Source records
· · · · · · ·

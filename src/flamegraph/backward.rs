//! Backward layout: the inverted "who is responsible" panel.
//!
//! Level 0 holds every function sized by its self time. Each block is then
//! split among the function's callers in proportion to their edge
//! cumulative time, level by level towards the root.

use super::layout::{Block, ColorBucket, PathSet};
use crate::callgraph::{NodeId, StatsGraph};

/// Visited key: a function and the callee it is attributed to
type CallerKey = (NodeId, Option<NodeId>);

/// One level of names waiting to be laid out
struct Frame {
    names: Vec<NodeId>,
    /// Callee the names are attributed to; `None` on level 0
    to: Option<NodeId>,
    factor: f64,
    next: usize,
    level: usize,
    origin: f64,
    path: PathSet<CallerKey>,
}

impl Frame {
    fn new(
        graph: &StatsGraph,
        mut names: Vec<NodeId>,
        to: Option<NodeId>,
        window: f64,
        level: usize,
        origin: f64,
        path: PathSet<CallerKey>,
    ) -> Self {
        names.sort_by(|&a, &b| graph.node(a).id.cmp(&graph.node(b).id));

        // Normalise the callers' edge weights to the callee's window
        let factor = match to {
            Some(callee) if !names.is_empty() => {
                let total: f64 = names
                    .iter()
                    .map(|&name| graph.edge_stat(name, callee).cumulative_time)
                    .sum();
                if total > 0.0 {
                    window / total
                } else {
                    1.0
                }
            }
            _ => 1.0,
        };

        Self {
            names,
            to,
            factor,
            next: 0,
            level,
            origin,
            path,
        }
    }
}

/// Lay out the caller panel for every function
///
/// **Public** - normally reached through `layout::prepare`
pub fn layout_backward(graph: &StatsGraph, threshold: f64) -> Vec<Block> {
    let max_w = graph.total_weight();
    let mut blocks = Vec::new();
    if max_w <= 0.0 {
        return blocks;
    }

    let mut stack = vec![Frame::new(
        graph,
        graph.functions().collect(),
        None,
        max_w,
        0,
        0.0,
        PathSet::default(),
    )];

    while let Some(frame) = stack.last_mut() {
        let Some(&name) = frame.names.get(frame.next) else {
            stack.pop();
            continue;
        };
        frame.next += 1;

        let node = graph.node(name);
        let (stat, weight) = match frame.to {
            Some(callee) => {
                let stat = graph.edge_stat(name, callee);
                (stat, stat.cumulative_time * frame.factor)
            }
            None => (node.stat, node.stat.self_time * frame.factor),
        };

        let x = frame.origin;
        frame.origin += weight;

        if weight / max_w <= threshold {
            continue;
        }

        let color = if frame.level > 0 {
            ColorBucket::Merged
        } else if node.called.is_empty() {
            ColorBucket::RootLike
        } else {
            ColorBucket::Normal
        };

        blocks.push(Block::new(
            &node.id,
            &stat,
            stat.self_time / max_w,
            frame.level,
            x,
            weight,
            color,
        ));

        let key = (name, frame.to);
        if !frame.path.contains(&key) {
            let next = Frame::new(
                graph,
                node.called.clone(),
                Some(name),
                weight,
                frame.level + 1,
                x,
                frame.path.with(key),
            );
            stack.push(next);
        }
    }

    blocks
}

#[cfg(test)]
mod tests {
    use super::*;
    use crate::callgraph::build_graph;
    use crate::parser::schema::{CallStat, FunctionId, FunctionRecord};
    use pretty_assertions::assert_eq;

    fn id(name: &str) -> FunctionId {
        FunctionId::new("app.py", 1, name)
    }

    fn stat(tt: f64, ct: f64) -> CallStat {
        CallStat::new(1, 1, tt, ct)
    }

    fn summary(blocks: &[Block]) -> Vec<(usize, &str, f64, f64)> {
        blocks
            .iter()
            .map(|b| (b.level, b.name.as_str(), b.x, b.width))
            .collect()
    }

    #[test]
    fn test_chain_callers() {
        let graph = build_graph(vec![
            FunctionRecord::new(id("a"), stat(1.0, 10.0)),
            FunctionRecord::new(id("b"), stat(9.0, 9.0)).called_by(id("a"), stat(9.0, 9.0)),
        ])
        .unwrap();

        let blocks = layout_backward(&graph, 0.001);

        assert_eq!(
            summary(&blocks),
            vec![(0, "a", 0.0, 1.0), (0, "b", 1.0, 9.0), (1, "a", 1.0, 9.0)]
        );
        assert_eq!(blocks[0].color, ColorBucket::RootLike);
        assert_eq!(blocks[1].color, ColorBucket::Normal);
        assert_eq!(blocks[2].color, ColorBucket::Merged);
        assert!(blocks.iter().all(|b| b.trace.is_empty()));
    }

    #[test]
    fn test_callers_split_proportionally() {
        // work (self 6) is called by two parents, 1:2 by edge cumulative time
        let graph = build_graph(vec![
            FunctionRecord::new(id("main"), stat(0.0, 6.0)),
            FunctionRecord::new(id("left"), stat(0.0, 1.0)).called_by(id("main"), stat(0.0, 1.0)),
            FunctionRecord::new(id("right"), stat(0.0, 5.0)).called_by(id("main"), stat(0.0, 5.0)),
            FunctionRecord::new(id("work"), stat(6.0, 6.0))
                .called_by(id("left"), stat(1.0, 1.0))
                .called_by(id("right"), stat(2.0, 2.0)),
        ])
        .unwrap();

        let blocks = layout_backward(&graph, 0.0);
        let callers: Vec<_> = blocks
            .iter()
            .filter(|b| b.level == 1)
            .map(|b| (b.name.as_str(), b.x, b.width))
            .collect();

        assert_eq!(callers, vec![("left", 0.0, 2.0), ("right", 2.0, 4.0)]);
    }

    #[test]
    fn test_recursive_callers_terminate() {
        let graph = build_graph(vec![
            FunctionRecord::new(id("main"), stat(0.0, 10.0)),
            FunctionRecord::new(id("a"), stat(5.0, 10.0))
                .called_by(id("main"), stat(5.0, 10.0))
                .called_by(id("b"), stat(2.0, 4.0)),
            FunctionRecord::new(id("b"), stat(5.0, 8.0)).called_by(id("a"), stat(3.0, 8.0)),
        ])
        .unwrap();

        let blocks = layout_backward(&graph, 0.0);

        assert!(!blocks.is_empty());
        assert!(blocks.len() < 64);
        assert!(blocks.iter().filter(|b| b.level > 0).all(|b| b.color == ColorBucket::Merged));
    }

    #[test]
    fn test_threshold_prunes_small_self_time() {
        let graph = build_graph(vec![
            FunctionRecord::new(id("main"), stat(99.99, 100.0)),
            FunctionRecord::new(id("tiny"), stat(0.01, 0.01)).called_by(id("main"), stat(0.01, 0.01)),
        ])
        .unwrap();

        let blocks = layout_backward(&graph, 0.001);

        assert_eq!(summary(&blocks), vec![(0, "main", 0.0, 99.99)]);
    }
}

· · · · · · ·

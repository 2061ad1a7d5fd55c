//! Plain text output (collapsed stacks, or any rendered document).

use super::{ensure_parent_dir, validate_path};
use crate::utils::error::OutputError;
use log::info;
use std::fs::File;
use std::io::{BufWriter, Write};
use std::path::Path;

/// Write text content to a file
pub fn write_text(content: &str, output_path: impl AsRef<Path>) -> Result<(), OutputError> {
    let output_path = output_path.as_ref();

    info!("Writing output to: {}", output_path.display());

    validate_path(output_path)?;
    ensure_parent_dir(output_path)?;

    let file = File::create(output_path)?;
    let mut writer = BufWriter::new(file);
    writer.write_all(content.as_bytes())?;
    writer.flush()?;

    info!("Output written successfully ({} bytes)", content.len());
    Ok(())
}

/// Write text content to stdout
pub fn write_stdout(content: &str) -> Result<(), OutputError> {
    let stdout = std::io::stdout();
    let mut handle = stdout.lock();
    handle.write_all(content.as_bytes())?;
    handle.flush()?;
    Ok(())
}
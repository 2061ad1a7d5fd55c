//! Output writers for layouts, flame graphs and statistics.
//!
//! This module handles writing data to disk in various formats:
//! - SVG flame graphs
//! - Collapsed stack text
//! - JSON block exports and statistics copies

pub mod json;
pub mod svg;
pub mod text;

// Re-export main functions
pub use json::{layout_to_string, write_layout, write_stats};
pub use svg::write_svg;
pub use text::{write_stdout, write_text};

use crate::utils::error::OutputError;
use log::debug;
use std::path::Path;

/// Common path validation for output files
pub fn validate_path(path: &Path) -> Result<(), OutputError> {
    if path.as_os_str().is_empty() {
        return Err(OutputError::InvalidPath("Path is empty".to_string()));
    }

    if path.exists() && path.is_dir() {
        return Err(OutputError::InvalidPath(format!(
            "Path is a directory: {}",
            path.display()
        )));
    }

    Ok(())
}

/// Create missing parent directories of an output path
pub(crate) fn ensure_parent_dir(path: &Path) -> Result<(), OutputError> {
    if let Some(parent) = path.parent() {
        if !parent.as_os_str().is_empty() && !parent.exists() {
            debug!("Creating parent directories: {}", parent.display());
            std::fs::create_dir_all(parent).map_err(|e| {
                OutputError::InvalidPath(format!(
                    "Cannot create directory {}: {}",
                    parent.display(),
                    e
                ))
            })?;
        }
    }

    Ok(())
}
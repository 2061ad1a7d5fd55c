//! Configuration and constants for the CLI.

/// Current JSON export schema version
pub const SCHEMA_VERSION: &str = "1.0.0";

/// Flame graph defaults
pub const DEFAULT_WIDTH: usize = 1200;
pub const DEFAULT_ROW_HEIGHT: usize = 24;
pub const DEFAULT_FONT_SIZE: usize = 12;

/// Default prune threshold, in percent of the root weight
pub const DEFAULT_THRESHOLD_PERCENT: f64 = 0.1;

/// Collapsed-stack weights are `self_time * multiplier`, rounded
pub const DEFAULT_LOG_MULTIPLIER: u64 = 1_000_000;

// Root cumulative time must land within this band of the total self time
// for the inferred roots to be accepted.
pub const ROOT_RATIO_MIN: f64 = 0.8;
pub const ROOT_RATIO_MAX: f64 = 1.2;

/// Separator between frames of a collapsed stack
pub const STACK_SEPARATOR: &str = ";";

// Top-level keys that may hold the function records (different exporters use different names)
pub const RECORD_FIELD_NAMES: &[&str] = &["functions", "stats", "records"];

· · · · · · ·

Using the data above, extract exactly the lines from the one that holds "filename src/flamegraph/backward.rs" to the one that holds "the callee's window", both ends included, and no others.

**Your solution**:
filename src/flamegraph/backward.rs
//! Backward layout: the inverted "who is responsible" panel.
//!
//! Level 0 holds every function sized by its self time. Each block is then
//! split among the function's callers in proportion to their edge
//! cumulative time, level by level towards the root.

use super::layout::{Block, ColorBucket, PathSet};
use crate::callgraph::{NodeId, StatsGraph};

/// Visited key: a function and the callee it is attributed to
type CallerKey = (NodeId, Option<NodeId>);

/// One level of names waiting to be laid out
struct Frame {
    names: Vec<NodeId>,
    /// Callee the names are attributed to; `None` on level 0
    to: Option<NodeId>,
    factor: f64,
    next: usize,
    level: usize,
    origin: f64,
    path: PathSet<CallerKey>,
}

impl Frame {
    fn new(
        graph: &StatsGraph,
        mut names: Vec<NodeId>,
        to: Option<NodeId>,
        window: f64,
        level: usize,
        origin: f64,
        path: PathSet<CallerKey>,
    ) -> Self {
        names.sort_by(|&a, &b| graph.node(a).id.cmp(&graph.node(b).id));

        // Normalise the callers' edge weights to the callee's window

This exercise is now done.